**Problem to solve**
Provide the number of lines below that include "BattleGate", without any other words.

**Items listed in a dataset**
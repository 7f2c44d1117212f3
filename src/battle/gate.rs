//! Battle session gate
//!
//! Owns the one current session (or none) and exposes start, status and
//! force-end. Starting reserves the slot under a lock before any async work,
//! so two concurrent starts can never both get past the active check.

use std::sync::atomic::{AtomicBool, Ordering};
use std::sync::Arc;
use std::time::Duration;

use parking_lot::Mutex;
use serde::{Deserialize, Serialize};
use thiserror::Error;
use tokio::sync::{broadcast, mpsc};
use tokio::task::JoinHandle;
use tokio_util::sync::CancellationToken;
use uuid::Uuid;

use super::agent::{AgentLoop, LoopExit, DEFAULT_DECISION_TIMEOUT};
use super::broadcast::{BattleEvent, Broadcaster, ObserverSnapshot};
use super::protocol::{OutcomeDetector, PlayerNames};
use super::results::{BattleRecord, OutcomeSink};
use super::session::BattleSession;
use super::situation::{PlainSituationFormatter, SituationFormatter};
use super::state::{AgentIdentity, EndReason, Outcome, Side};
use crate::decision::{DecisionError, DecisionRegistry, DecisionService};
use crate::engine::{BattleEngine, EngineController, EngineError, EngineHandle};

pub const DEFAULT_FORMAT: &str = "gen9randombattle";

#[derive(Debug, Error)]
pub enum GateError {
    #[error("Invalid battle request: {0}")]
    Validation(String),
    #[error("Battle {battle_id} is already active")]
    AlreadyActive { battle_id: Uuid },
    #[error("No active battle")]
    NotActive,
    #[error("Engine error: {0}")]
    Engine(#[from] EngineError),
}

/// Body of a start call
#[derive(Debug, Clone, PartialEq, Eq, Serialize, Deserialize)]
pub struct StartRequest {
    pub p1: AgentIdentity,
    pub p2: AgentIdentity,
    #[serde(default)]
    pub format: Option<String>,
}

impl StartRequest {
    pub fn new(p1: AgentIdentity, p2: AgentIdentity) -> Self {
        Self {
            p1,
            p2,
            format: None,
        }
    }

    pub fn with_format(mut self, format: impl Into<String>) -> Self {
        self.format = Some(format.into());
        self
    }
}

#[derive(Debug, Clone)]
pub struct GateConfig {
    pub default_format: String,
    pub decision_timeout: Duration,
    /// How long to wait for the protocol stream to report an outcome after a
    /// side channel closes
    pub stream_grace: Duration,
}

impl Default for GateConfig {
    fn default() -> Self {
        Self {
            default_format: DEFAULT_FORMAT.to_string(),
            decision_timeout: DEFAULT_DECISION_TIMEOUT,
            stream_grace: Duration::from_secs(2),
        }
    }
}

/// The session currently held by the gate
#[derive(Clone)]
struct Running {
    session: Arc<BattleSession>,
    controller: Option<Arc<dyn EngineController>>,
    cancel: CancellationToken,
    forced: Arc<AtomicBool>,
}

#[derive(Clone)]
pub struct BattleGate {
    engine: Arc<dyn BattleEngine>,
    registry: Arc<DecisionRegistry>,
    formatter: Arc<dyn SituationFormatter>,
    sink: Option<Arc<dyn OutcomeSink>>,
    broadcaster: Broadcaster,
    config: Arc<GateConfig>,
    slot: Arc<Mutex<Option<Running>>>,
}

impl BattleGate {
    pub fn new(
        engine: Arc<dyn BattleEngine>,
        registry: DecisionRegistry,
        broadcaster: Broadcaster,
        config: GateConfig,
    ) -> Self {
        Self {
            engine,
            registry: Arc::new(registry),
            formatter: Arc::new(PlainSituationFormatter::default()),
            sink: None,
            broadcaster,
            config: Arc::new(config),
            slot: Arc::new(Mutex::new(None)),
        }
    }

    pub fn with_sink(mut self, sink: Arc<dyn OutcomeSink>) -> Self {
        self.sink = Some(sink);
        self
    }

    pub fn with_formatter(mut self, formatter: Arc<dyn SituationFormatter>) -> Self {
        self.formatter = formatter;
        self
    }

    pub fn broadcaster(&self) -> &Broadcaster {
        &self.broadcaster
    }

    pub fn subscribe(&self) -> broadcast::Receiver<BattleEvent> {
        self.broadcaster.subscribe()
    }

    /// The current (possibly ended) session
    pub fn current(&self) -> Option<Arc<BattleSession>> {
        self.slot.lock().as_ref().map(|r| r.session.clone())
    }

    /// Snapshot for an observer that just connected or asked
    pub fn status(&self) -> ObserverSnapshot {
        let session = self.current();
        ObserverSnapshot::capture(session.as_deref(), self.broadcaster.observer_count())
    }

    /// Id and full protocol log of the current session
    pub fn protocol_log(&self) -> Option<(Uuid, Vec<String>)> {
        self.current().map(|s| (s.id, s.log()))
    }

    /// Start a new battle, failing if one is already live
    pub async fn start(&self, request: StartRequest) -> Result<Uuid, GateError> {
        let format = request
            .format
            .clone()
            .unwrap_or_else(|| self.config.default_format.clone());
        let (p1_service, p2_service) = self.validate(&request, &format)?;

        let running = self.reserve(&format, request.p1.clone(), request.p2.clone())?;
        let session = running.session.clone();
        let battle_id = session.id;
        tracing::info!(
            %battle_id,
            format = %format,
            p1 = %request.p1,
            p2 = %request.p2,
            engine = self.engine.name(),
            "Starting battle"
        );

        let handle = match self
            .engine
            .start_match(&format, &request.p1, &request.p2)
            .await
        {
            Ok(handle) => handle,
            Err(error) => {
                tracing::error!(%battle_id, error = %error, "Engine failed to start");
                self.conclude(&session, None, EndReason::EngineFailure);
                running.cancel.cancel();
                return Err(GateError::Engine(error));
            }
        };

        {
            let mut slot = self.slot.lock();
            if let Some(current) = slot.as_mut().filter(|r| r.session.id == battle_id) {
                current.controller = Some(handle.controller.clone());
            }
        }
        // force-ended while the engine was starting
        if session.status().is_ended() {
            handle.controller.shutdown();
            return Ok(battle_id);
        }
        session.activate();

        self.spawn_battle(running, handle, p1_service, p2_service);
        Ok(battle_id)
    }

    /// Resolve the current battle as a tie right now
    pub async fn force_end(&self) -> Result<Uuid, GateError> {
        let running = self
            .slot
            .lock()
            .as_ref()
            .filter(|r| r.session.status().is_live())
            .cloned()
            .ok_or(GateError::NotActive)?;
        let battle_id = running.session.id;

        running.forced.store(true, Ordering::SeqCst);
        if let Some(controller) = &running.controller {
            if let Err(error) = controller.force_tie().await {
                tracing::warn!(%battle_id, error = %error, "Engine did not accept forced tie");
            }
        }
        self.conclude(&running.session, Some(Outcome::Tie), EndReason::Forced);
        Ok(battle_id)
    }

    fn validate(
        &self,
        request: &StartRequest,
        format: &str,
    ) -> Result<(Arc<dyn DecisionService>, Arc<dyn DecisionService>), GateError> {
        if format.is_empty()
            || format.len() > 64
            || !format
                .chars()
                .all(|c| c.is_ascii_lowercase() || c.is_ascii_digit())
        {
            return Err(GateError::Validation(format!("invalid format id: {:?}", format)));
        }

        for (side, identity) in [(Side::P1, &request.p1), (Side::P2, &request.p2)] {
            for (field, value) in [("provider", &identity.provider), ("model", &identity.model)] {
                if value.trim().is_empty() {
                    return Err(GateError::Validation(format!("{} {} is empty", side, field)));
                }
                if value.contains(['|', '\n', '\r']) {
                    return Err(GateError::Validation(format!(
                        "{} {} contains reserved characters",
                        side, field
                    )));
                }
            }
        }
        // the engine reports winners by name
        if request.p1.label() == request.p2.label() {
            return Err(GateError::Validation(
                "p1 and p2 must have different identities".into(),
            ));
        }

        let resolve = |identity: &AgentIdentity| {
            self.registry.service_for(identity).map_err(|e| match e {
                DecisionError::UnknownProvider(p) => {
                    GateError::Validation(format!("unknown provider: {}", p))
                }
                other => GateError::Validation(other.to_string()),
            })
        };
        Ok((resolve(&request.p1)?, resolve(&request.p2)?))
    }

    /// Check-and-create in one critical section
    fn reserve(
        &self,
        format: &str,
        p1: AgentIdentity,
        p2: AgentIdentity,
    ) -> Result<Running, GateError> {
        let mut slot = self.slot.lock();
        if let Some(current) = slot.as_ref() {
            if current.session.status().is_live() {
                return Err(GateError::AlreadyActive {
                    battle_id: current.session.id,
                });
            }
        }
        let running = Running {
            session: Arc::new(BattleSession::new(format, p1, p2)),
            controller: None,
            cancel: CancellationToken::new(),
            forced: Arc::new(AtomicBool::new(false)),
        };
        *slot = Some(running.clone());
        Ok(running)
    }

    fn spawn_battle(
        &self,
        running: Running,
        handle: EngineHandle,
        p1_service: Arc<dyn DecisionService>,
        p2_service: Arc<dyn DecisionService>,
    ) {
        let EngineHandle {
            p1,
            p2,
            omniscient,
            controller: _,
        } = handle;
        let session = running.session.clone();

        let agent = |side, channel, service| {
            AgentLoop::new(side, session.clone(), channel, service, self.broadcaster.clone())
                .with_formatter(self.formatter.clone())
                .with_deadline(self.config.decision_timeout)
        };
        let p1_loop = tokio::spawn(agent(Side::P1, p1, p1_service).run(running.cancel.clone()));
        let p2_loop = tokio::spawn(agent(Side::P2, p2, p2_service).run(running.cancel.clone()));

        let pump = tokio::spawn(self.clone().pump(
            session.clone(),
            omniscient,
            running.cancel.clone(),
            running.forced.clone(),
        ));
        tokio::spawn(self.clone().supervise(session, pump, p1_loop, p2_loop));
    }

    /// Feed omniscient chunks into the log, the detector and the fan-out
    async fn pump(
        self,
        session: Arc<BattleSession>,
        mut omniscient: mpsc::Receiver<String>,
        cancel: CancellationToken,
        forced: Arc<AtomicBool>,
    ) {
        let battle_id = session.id;
        let mut detector = OutcomeDetector::new(PlayerNames::new(
            session.identity(Side::P1).label(),
            session.identity(Side::P2).label(),
        ));

        loop {
            let chunk = tokio::select! {
                _ = cancel.cancelled() => return,
                chunk = omniscient.recv() => chunk,
            };
            let Some(chunk) = chunk else {
                tracing::warn!(%battle_id, "Protocol stream closed before an outcome");
                self.conclude(&session, None, EndReason::EngineFailure);
                return;
            };

            let seq = session.append_chunk(chunk.as_str());
            let effects = detector.scan(&chunk);
            if let Some(turn) = effects.turn {
                if session.advance_turn(turn) {
                    tracing::debug!(%battle_id, turn, "Turn advanced");
                }
            }

            if effects.became_ready {
                session.mark_ready();
                self.broadcaster.publish(BattleEvent::SessionStarted {
                    battle_id,
                    format: session.format.clone(),
                    p1: session.identity(Side::P1).clone(),
                    p2: session.identity(Side::P2).clone(),
                    turn: session.turn(),
                    log: session.log(),
                });
            } else if session.is_ready() {
                self.broadcaster.publish(BattleEvent::ProtocolUpdate {
                    battle_id,
                    seq,
                    chunk,
                });
            }

            if let Some(detected) = effects.outcome {
                let outcome = detected.outcome();
                if outcome.is_none() {
                    tracing::warn!(%battle_id, "Win marker named an unknown player");
                }
                let reason = if forced.load(Ordering::SeqCst) {
                    EndReason::Forced
                } else {
                    EndReason::Natural
                };
                self.conclude(&session, outcome, reason);
                return;
            }
        }
    }

    /// Turn a closed side channel into a stream failure unless the protocol
    /// stream reports an outcome shortly after
    async fn supervise(
        self,
        session: Arc<BattleSession>,
        mut pump: JoinHandle<()>,
        mut p1_loop: JoinHandle<LoopExit>,
        mut p2_loop: JoinHandle<LoopExit>,
    ) {
        let failed = tokio::select! {
            _ = &mut pump => None,
            exit = &mut p1_loop => failed_side(Side::P1, exit),
            exit = &mut p2_loop => failed_side(Side::P2, exit),
        };
        let Some(side) = failed else {
            return;
        };

        if tokio::time::timeout(self.config.stream_grace, &mut pump)
            .await
            .is_err()
        {
            tracing::warn!(battle_id = %session.id, %side, "Side channel closed before an outcome");
            self.conclude(&session, None, EndReason::EngineFailure);
        }
    }

    /// Single termination path. Only the first call per session has any effect.
    fn conclude(&self, session: &Arc<BattleSession>, outcome: Option<Outcome>, reason: EndReason) -> bool {
        if !session.finish(outcome, reason) {
            return false;
        }

        let battle_id = session.id;
        let winner = outcome
            .and_then(|o| o.winner())
            .map(|side| session.identity(side).clone());
        tracing::info!(
            %battle_id,
            reason = reason.as_str(),
            turn = session.turn(),
            winner = winner.as_ref().map(|w| w.label()).unwrap_or_default(),
            "Battle ended"
        );

        self.broadcaster.publish(BattleEvent::SessionEnded {
            battle_id,
            outcome,
            winner,
            reason,
            turn: session.turn(),
        });

        let running = self
            .slot
            .lock()
            .as_ref()
            .filter(|r| r.session.id == battle_id)
            .cloned();
        if let Some(running) = running {
            running.cancel.cancel();
            if let Some(controller) = running.controller {
                controller.shutdown();
            }
        }

        if let Some(sink) = self.sink.clone() {
            let record = BattleRecord::from_session(session);
            tokio::spawn(async move {
                match sink.persist(record).await {
                    Ok(()) => tracing::debug!(%battle_id, "Battle record persisted"),
                    Err(error) => {
                        tracing::error!(%battle_id, error = %error, "Failed to persist battle record")
                    }
                }
            });
        }
        true
    }
}
pub mod battle;
pub mod config;
pub mod data;
pub mod decision;
pub mod engine;
pub mod util;
pub mod web;

pub use battle::{
    AgentIdentity, BattleEvent, BattleGate, BattleRecord, BattleSession, Broadcaster, GateError,
    Outcome, Side, StartRequest,
};
pub use config::Config;
pub use data::{BattleRecordStore, Database};
pub use decision::{DecisionRegistry, DecisionService};
pub use engine::{BattleEngine, EngineHandle};
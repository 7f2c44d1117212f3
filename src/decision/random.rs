use async_trait::async_trait;

use super::{ChunkSender, DecisionError, DecisionReply, DecisionService};

/// Provider that never answers, so every decision takes the random fallback
#[derive(Debug, Clone, Copy, Default)]
pub struct RandomDecisionService;

#[async_trait]
impl DecisionService for RandomDecisionService {
    fn provider(&self) -> &str {
        "random"
    }

    async fn decide(
        &self,
        _situation: &str,
        _chunks: Option<ChunkSender>,
    ) -> Result<DecisionReply, DecisionError> {
        Err(DecisionError::Declined)
    }
}
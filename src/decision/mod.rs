//! Decision services
//!
//! A decision service turns a natural-language description of the situation
//! into a reply containing (hopefully) a command. Nothing here validates the
//! command; the battle layer interprets the text against the request's
//! constraints and falls back to a random legal choice when needed.

pub mod command;
pub mod mock;
pub mod openai;
pub mod random;

use std::collections::HashMap;
use std::sync::Arc;

use async_trait::async_trait;
use serde::{Deserialize, Serialize};
use thiserror::Error;
use tokio::sync::mpsc;

use crate::battle::AgentIdentity;
use crate::config::{ProviderConfig, ProviderKind};

pub use command::CommandDecisionService;
pub use mock::{MockDecisionService, MockReply};
pub use openai::OpenAiDecisionService;
pub use random::RandomDecisionService;

/// Sink for incremental reasoning fragments
pub type ChunkSender = mpsc::Sender<String>;

/// Instructions sent ahead of every situation
pub const SYSTEM_PROMPT: &str = "You are playing a Pokemon battle. Read the situation and pick \
exactly one of the listed options. Respond ONLY with JSON (no markdown): \
{\"command\": \"move 1\", \"reasoning\": \"one or two sentences\"}. \
Valid commands look like \"move N\", \"switch N\", \"default\" or a team order such as \"123456\".";

#[derive(Debug, Error)]
pub enum DecisionError {
    #[error("Unknown provider: {0}")]
    UnknownProvider(String),
    #[error("Provider misconfigured: {0}")]
    Config(String),
    #[error("Request failed: {0}")]
    Request(String),
    #[error("Provider returned {status}: {body}")]
    Http { status: u16, body: String },
    #[error("Process failed: {0}")]
    Process(String),
    #[error("Failed to parse response: {0}")]
    Parse(String),
    #[error("Provider declined to answer")]
    Declined,
    #[error("IO error: {0}")]
    Io(#[from] std::io::Error),
}

impl From<reqwest::Error> for DecisionError {
    fn from(err: reqwest::Error) -> Self {
        DecisionError::Request(err.to_string())
    }
}

/// Final answer of a decision call
#[derive(Debug, Clone, Default, PartialEq, Eq, Serialize, Deserialize)]
pub struct DecisionReply {
    /// Free-form command text, interpreted later
    pub command: String,
    #[serde(default)]
    pub reasoning: Option<String>,
}

impl DecisionReply {
    pub fn new(command: impl Into<String>) -> Self {
        Self {
            command: command.into(),
            reasoning: None,
        }
    }

    pub fn with_reasoning(mut self, reasoning: impl Into<String>) -> Self {
        self.reasoning = Some(reasoning.into());
        self
    }

    /// Build a reply from raw model output.
    ///
    /// Uses the embedded `{"command", "reasoning"}` object when one parses,
    /// otherwise the whole text becomes the command text.
    pub fn from_text(text: &str) -> Self {
        let trimmed = text.trim();
        if let (Some(start), Some(end)) = (trimmed.find('{'), trimmed.rfind('}')) {
            if start < end {
                if let Ok(reply) = serde_json::from_str::<DecisionReply>(&trimmed[start..=end]) {
                    return reply;
                }
            }
        }
        Self::new(trimmed)
    }
}

/// Capability an agent loop is polymorphic over
#[async_trait]
pub trait DecisionService: Send + Sync {
    /// Provider name for logs
    fn provider(&self) -> &str;

    /// Whether `decide` forwards reasoning fragments to the chunk sender
    fn supports_streaming(&self) -> bool {
        false
    }

    /// Answer one situation. Fragments go to `chunks` as they arrive.
    async fn decide(
        &self,
        situation: &str,
        chunks: Option<ChunkSender>,
    ) -> Result<DecisionReply, DecisionError>;
}

type ServiceFactory = Arc<dyn Fn(&str) -> Arc<dyn DecisionService> + Send + Sync>;

/// Resolves an agent identity to a decision service
#[derive(Clone)]
pub struct DecisionRegistry {
    factories: HashMap<String, ServiceFactory>,
}

impl Default for DecisionRegistry {
    fn default() -> Self {
        Self::new()
    }
}

impl DecisionRegistry {
    /// Registry with only the built-in `random` provider
    pub fn new() -> Self {
        let mut registry = Self {
            factories: HashMap::new(),
        };
        registry.register("random", |_model| {
            Arc::new(RandomDecisionService) as Arc<dyn DecisionService>
        });
        registry
    }

    /// Registry for every configured provider
    pub fn from_config(providers: &HashMap<String, ProviderConfig>) -> Self {
        let mut registry = Self::new();
        for (name, config) in providers {
            let name_owned = name.clone();
            let kind = config.kind;
            let config = config.clone();
            match kind {
                ProviderKind::Openai => {
                    let client = reqwest::Client::new();
                    registry.register(name, move |model| {
                        Arc::new(OpenAiDecisionService::from_config(
                            &name_owned,
                            client.clone(),
                            &config,
                            model,
                        )) as Arc<dyn DecisionService>
                    });
                }
                ProviderKind::Command => {
                    registry.register(name, move |model| {
                        Arc::new(CommandDecisionService::from_config(
                            &name_owned,
                            &config,
                            model,
                        )) as Arc<dyn DecisionService>
                    });
                }
                ProviderKind::Random => {
                    registry.register(name, |_model| {
                        Arc::new(RandomDecisionService) as Arc<dyn DecisionService>
                    });
                }
            }
            tracing::debug!(provider = %name, kind = ?kind, "Registered decision provider");
        }
        registry
    }

    /// Add or replace a provider
    pub fn register<F>(&mut self, provider: impl Into<String>, factory: F)
    where
        F: Fn(&str) -> Arc<dyn DecisionService> + Send + Sync + 'static,
    {
        self.factories.insert(provider.into(), Arc::new(factory));
    }

    /// Register a single shared service instance for a provider
    pub fn register_service(&mut self, provider: impl Into<String>, service: Arc<dyn DecisionService>) {
        self.register(provider, move |_model| service.clone());
    }

    pub fn contains(&self, provider: &str) -> bool {
        self.factories.contains_key(provider)
    }

    pub fn providers(&self) -> Vec<String> {
        let mut names: Vec<String> = self.factories.keys().cloned().collect();
        names.sort();
        names
    }

    pub fn service_for(
        &self,
        identity: &AgentIdentity,
    ) -> Result<Arc<dyn DecisionService>, DecisionError> {
        let factory = self
            .factories
            .get(&identity.provider)
            .ok_or_else(|| DecisionError::UnknownProvider(identity.provider.clone()))?;
        Ok(factory(&identity.model))
    }
}
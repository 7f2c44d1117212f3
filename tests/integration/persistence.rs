//! Integration tests for persisting finished battles

use std::sync::Arc;
use std::time::Duration;

use colosseum::battle::{BattleEvent, EndReason, Outcome, OutcomeSink, Side};
use colosseum::data::{BattleRecordStore, Database};
use colosseum::decision::{MockDecisionService, MockReply};
use colosseum::engine::MockEngine;
use tempfile::tempdir;

use super::common::*;

/// A finished battle lands in SQLite with its stats and full log
#[tokio::test]
async fn test_finished_battle_is_stored() {
    let dir = tempdir().unwrap();
    let database = Database::open(dir.path().join("colosseum.db")).unwrap();
    let store = BattleRecordStore::new(database.connection());

    let alpha = MockDecisionService::new().with_default(MockReply::with_reasoning("move 1", "fast"));
    let engine = MockEngine::new();
    let gate = gate_with(&engine, mock_registry(&alpha, &MockDecisionService::new()))
        .with_sink(Arc::new(store.clone()) as Arc<dyn OutcomeSink>);
    let mut events = gate.subscribe();

    let battle_id = gate.start(alpha_vs_beta()).await.unwrap();
    let mut battle = engine.take_match().unwrap();
    battle.push_all(ten_chunks_three_turns()).await;
    battle.p1.request(active_request()).await;
    battle.p1.next_command().await.unwrap();
    battle.p2.request(active_request()).await;
    battle.p2.next_command().await.unwrap();
    tokio::time::sleep(Duration::from_millis(20)).await;
    battle.push("|win|alpha/model-a").await;
    wait_for_event(&mut events, Duration::from_secs(2), is_session_ended).await;

    let record = tokio::time::timeout(Duration::from_secs(2), async {
        loop {
            if let Some(record) = store.get(battle_id).unwrap() {
                return record;
            }
            tokio::time::sleep(Duration::from_millis(10)).await;
        }
    })
    .await
    .expect("record was not persisted");

    assert_eq!(record.winner, Some(Side::P1));
    assert!(!record.tie);
    assert_eq!(record.end_reason, EndReason::Natural);
    assert_eq!(record.turns, 3);
    assert_eq!(record.log.len(), 11);
    assert_eq!(record.p1_stats.decisions, 1);
    assert_eq!(record.p1_stats.fallbacks, 0);
    assert_eq!(record.p2_stats.fallbacks, 1);
    assert!(record.ended_at >= record.started_at);
    assert_eq!(store.recent(5).unwrap().len(), 1);
}

/// A forced end is stored as a tie
#[tokio::test]
async fn test_forced_end_is_stored_as_tie() {
    let sink = RecordingSink::new();
    let engine = MockEngine::new();
    let gate = gate_with(
        &engine,
        mock_registry(&MockDecisionService::new(), &MockDecisionService::new()),
    )
    .with_sink(Arc::new(sink.clone()) as Arc<dyn OutcomeSink>);

    let battle_id = gate.start(alpha_vs_beta()).await.unwrap();
    let _battle = engine.take_match().unwrap();
    gate.force_end().await.unwrap();

    let records = sink.wait_for(1, Duration::from_secs(2)).await;
    assert_eq!(records[0].id, battle_id);
    assert!(records[0].tie);
    assert!(records[0].winner.is_none());
    assert_eq!(records[0].end_reason, EndReason::Forced);
}

/// A failing sink does not change what observers saw
#[tokio::test]
async fn test_persistence_failure_is_not_visible() {
    let sink = RecordingSink::failing();
    let engine = MockEngine::new();
    let gate = gate_with(
        &engine,
        mock_registry(&MockDecisionService::new(), &MockDecisionService::new()),
    )
    .with_sink(Arc::new(sink.clone()) as Arc<dyn OutcomeSink>);
    let mut events = gate.subscribe();

    gate.start(alpha_vs_beta()).await.unwrap();
    let battle = engine.take_match().unwrap();
    battle.push_all(ten_chunks_three_turns()).await;
    battle.push("|win|beta/model-b").await;

    match wait_for_event(&mut events, Duration::from_secs(2), is_session_ended).await {
        BattleEvent::SessionEnded { outcome, .. } => {
            assert_eq!(outcome, Some(Outcome::Win { side: Side::P2 }));
        }
        other => panic!("unexpected event {:?}", other),
    }
    sink.wait_for(1, Duration::from_secs(2)).await;

    let snapshot = gate.status();
    assert!(!snapshot.active);
    assert_eq!(snapshot.winner.unwrap().provider, BETA);

    // the slot is free again
    gate.start(alpha_vs_beta()).await.unwrap();
    let _next = engine.take_match().unwrap();
    gate.force_end().await.unwrap();
}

**Solution**
3